## MATERIAL FOR THE TASK
[Start of Attachment]

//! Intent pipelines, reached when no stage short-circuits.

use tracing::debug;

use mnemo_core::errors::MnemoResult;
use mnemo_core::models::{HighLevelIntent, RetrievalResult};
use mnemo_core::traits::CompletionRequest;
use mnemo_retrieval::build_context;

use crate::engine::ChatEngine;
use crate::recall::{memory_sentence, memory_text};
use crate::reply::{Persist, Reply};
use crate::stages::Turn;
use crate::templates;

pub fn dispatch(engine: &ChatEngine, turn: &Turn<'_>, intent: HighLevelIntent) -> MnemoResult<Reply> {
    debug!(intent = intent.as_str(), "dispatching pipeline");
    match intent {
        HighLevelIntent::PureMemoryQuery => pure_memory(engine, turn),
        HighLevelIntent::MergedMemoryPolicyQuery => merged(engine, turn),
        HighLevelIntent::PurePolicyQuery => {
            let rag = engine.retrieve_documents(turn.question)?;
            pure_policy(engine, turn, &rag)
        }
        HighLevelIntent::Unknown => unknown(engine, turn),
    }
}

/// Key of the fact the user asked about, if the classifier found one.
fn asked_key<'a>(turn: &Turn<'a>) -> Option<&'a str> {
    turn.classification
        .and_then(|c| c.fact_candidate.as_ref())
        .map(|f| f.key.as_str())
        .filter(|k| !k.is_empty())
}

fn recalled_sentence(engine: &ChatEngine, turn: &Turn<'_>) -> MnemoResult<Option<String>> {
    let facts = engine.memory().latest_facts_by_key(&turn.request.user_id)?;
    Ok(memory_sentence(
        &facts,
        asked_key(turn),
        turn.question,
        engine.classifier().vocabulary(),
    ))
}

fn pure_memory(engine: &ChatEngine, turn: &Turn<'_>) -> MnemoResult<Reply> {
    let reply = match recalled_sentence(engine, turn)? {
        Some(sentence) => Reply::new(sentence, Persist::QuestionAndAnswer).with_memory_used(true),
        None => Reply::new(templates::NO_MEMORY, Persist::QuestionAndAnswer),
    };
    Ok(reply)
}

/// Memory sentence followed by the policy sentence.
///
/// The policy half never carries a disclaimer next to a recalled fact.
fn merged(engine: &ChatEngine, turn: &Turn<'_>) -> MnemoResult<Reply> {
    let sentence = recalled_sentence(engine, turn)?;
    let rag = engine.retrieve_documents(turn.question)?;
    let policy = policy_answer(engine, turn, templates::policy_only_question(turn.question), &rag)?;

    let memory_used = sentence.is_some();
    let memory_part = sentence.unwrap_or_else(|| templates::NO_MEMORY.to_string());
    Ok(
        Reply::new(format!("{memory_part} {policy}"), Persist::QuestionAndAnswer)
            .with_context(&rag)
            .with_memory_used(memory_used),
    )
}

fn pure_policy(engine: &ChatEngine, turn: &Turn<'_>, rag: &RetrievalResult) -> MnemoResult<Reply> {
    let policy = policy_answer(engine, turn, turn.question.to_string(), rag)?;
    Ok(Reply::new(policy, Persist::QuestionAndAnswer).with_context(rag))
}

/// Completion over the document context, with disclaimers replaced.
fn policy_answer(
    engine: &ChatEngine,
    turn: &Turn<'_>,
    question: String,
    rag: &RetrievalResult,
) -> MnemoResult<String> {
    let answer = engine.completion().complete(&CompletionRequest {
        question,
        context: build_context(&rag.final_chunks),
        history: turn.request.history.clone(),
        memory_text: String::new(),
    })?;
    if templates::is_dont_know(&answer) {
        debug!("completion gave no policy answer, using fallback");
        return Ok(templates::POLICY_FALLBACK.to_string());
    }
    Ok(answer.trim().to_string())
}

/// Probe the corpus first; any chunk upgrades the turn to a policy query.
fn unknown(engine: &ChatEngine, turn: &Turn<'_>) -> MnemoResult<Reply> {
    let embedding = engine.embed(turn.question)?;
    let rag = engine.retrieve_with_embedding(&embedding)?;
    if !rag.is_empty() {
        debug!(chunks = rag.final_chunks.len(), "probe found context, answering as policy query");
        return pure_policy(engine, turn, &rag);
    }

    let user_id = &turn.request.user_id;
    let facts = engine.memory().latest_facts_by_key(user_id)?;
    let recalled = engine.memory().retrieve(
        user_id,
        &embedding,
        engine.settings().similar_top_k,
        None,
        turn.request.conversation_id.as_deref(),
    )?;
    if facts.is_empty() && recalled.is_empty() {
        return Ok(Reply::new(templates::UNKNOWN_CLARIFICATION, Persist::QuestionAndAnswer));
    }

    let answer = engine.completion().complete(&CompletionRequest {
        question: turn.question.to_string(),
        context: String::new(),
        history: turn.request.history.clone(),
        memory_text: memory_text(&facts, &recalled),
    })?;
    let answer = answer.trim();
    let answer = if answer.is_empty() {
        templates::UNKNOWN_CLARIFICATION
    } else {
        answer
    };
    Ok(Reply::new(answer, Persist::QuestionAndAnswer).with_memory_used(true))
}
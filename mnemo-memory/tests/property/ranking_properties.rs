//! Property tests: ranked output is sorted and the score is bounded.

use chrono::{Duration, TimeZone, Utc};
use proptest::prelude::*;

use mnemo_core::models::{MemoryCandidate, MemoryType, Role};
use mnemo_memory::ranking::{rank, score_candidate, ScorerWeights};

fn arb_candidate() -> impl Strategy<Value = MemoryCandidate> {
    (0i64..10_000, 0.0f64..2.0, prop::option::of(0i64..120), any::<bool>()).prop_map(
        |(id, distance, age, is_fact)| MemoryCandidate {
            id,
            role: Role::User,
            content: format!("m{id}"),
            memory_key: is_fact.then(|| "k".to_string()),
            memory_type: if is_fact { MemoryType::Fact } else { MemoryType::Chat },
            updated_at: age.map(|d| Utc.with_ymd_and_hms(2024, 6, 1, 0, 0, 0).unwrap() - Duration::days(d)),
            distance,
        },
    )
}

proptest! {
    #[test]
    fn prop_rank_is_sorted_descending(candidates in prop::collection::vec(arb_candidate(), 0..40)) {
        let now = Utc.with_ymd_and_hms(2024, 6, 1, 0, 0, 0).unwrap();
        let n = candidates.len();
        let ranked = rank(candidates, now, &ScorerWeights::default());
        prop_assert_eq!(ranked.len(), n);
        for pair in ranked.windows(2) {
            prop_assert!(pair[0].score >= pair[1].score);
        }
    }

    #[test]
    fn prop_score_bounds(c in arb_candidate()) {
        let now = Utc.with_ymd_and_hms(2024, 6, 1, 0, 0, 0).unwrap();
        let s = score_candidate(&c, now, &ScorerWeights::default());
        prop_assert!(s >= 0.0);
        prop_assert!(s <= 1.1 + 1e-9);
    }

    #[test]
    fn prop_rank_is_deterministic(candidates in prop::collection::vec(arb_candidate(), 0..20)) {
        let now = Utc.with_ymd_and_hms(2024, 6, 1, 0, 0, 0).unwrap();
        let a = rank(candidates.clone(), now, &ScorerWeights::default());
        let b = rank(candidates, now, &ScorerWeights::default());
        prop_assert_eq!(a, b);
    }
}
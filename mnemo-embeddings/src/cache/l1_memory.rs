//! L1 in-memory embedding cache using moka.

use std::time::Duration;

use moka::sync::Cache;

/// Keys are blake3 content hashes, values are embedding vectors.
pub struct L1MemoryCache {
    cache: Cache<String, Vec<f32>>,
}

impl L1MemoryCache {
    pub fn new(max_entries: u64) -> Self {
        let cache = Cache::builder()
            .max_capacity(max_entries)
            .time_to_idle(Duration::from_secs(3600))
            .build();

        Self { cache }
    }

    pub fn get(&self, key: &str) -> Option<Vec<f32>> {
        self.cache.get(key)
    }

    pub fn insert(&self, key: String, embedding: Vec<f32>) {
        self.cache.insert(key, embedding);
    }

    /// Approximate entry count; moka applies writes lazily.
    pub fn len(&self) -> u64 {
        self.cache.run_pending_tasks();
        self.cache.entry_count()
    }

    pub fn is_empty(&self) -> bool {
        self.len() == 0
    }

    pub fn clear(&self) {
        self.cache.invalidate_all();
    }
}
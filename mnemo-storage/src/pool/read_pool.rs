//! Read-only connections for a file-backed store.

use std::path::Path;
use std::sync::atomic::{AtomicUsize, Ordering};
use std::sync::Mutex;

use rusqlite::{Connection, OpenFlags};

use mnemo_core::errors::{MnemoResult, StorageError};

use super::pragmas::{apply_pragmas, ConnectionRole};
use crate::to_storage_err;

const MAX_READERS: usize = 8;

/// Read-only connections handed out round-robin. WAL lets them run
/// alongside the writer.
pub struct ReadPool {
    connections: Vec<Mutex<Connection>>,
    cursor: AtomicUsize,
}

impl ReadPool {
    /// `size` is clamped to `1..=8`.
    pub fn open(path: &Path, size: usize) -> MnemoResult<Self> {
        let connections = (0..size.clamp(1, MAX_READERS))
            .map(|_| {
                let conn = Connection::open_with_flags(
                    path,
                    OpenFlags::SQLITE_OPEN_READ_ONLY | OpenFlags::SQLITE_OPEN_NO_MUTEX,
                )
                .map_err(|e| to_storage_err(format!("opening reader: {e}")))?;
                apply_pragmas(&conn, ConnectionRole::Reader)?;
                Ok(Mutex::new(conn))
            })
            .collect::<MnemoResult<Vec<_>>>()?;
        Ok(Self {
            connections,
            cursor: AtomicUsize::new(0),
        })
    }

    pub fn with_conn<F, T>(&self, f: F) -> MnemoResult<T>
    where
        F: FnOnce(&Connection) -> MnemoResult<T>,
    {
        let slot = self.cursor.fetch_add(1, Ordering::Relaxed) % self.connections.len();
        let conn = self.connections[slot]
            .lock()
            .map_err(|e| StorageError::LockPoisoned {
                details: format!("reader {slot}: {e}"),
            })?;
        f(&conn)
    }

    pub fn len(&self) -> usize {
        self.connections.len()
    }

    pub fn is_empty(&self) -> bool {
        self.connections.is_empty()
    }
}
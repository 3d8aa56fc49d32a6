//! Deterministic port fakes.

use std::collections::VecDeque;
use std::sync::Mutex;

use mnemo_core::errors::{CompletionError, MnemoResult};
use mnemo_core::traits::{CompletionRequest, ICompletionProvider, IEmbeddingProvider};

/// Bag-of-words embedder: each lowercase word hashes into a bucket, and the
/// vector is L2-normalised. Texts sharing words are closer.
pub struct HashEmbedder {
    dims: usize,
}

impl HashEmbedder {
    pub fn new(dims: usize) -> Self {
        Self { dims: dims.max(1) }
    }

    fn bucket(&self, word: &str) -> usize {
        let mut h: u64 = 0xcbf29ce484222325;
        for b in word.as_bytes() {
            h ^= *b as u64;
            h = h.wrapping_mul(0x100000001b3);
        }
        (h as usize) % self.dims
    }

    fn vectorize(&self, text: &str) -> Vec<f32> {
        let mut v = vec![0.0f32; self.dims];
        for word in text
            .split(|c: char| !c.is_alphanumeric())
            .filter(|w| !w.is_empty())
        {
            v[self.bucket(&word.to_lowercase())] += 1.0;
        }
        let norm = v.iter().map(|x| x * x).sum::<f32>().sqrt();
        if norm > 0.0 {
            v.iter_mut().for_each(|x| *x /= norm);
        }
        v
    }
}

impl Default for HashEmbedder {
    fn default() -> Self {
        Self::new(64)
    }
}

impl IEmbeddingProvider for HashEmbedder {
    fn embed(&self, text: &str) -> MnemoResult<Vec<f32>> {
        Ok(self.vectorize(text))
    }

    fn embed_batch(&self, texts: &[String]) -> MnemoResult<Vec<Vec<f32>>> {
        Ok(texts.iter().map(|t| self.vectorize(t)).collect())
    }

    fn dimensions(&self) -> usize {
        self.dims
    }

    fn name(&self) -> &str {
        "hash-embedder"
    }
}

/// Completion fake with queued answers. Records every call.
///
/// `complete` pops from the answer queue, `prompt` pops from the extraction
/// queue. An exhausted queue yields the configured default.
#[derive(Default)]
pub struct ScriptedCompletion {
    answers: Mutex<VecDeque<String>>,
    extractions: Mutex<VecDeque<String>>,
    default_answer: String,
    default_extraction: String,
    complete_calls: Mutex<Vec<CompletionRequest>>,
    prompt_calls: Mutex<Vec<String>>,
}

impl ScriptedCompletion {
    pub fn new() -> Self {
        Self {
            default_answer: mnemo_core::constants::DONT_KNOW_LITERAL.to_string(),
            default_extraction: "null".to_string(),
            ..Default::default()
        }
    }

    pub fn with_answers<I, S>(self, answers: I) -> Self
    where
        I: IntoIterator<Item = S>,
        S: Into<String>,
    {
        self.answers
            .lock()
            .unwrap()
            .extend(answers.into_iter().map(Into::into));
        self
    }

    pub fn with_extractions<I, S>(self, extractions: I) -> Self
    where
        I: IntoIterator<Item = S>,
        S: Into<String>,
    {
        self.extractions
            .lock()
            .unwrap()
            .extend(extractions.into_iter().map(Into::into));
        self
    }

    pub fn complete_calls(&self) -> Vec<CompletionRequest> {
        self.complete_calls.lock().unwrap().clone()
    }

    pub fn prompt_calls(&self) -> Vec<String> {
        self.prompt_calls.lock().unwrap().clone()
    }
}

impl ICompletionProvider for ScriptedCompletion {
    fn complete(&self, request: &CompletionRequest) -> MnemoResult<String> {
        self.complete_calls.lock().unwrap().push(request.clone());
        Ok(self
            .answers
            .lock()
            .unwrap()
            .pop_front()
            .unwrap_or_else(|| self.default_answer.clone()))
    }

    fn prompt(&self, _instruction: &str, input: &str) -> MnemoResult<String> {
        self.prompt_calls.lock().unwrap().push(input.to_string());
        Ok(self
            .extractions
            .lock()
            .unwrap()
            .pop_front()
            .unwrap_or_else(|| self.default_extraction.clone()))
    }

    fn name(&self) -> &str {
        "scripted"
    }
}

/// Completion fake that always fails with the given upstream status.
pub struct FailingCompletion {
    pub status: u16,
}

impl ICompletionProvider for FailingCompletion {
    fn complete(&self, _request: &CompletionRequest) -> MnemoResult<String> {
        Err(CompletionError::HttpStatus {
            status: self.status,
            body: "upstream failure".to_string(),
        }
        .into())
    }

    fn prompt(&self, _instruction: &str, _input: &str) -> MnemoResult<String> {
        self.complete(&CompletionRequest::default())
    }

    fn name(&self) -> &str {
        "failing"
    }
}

[End of Attachment]

## REQUIRED ACTION
Once you have checked the entries above, say how many lines include the word "Persist", and nothing beyond the number.

## SOLUTION TO THIS PROBLEM
7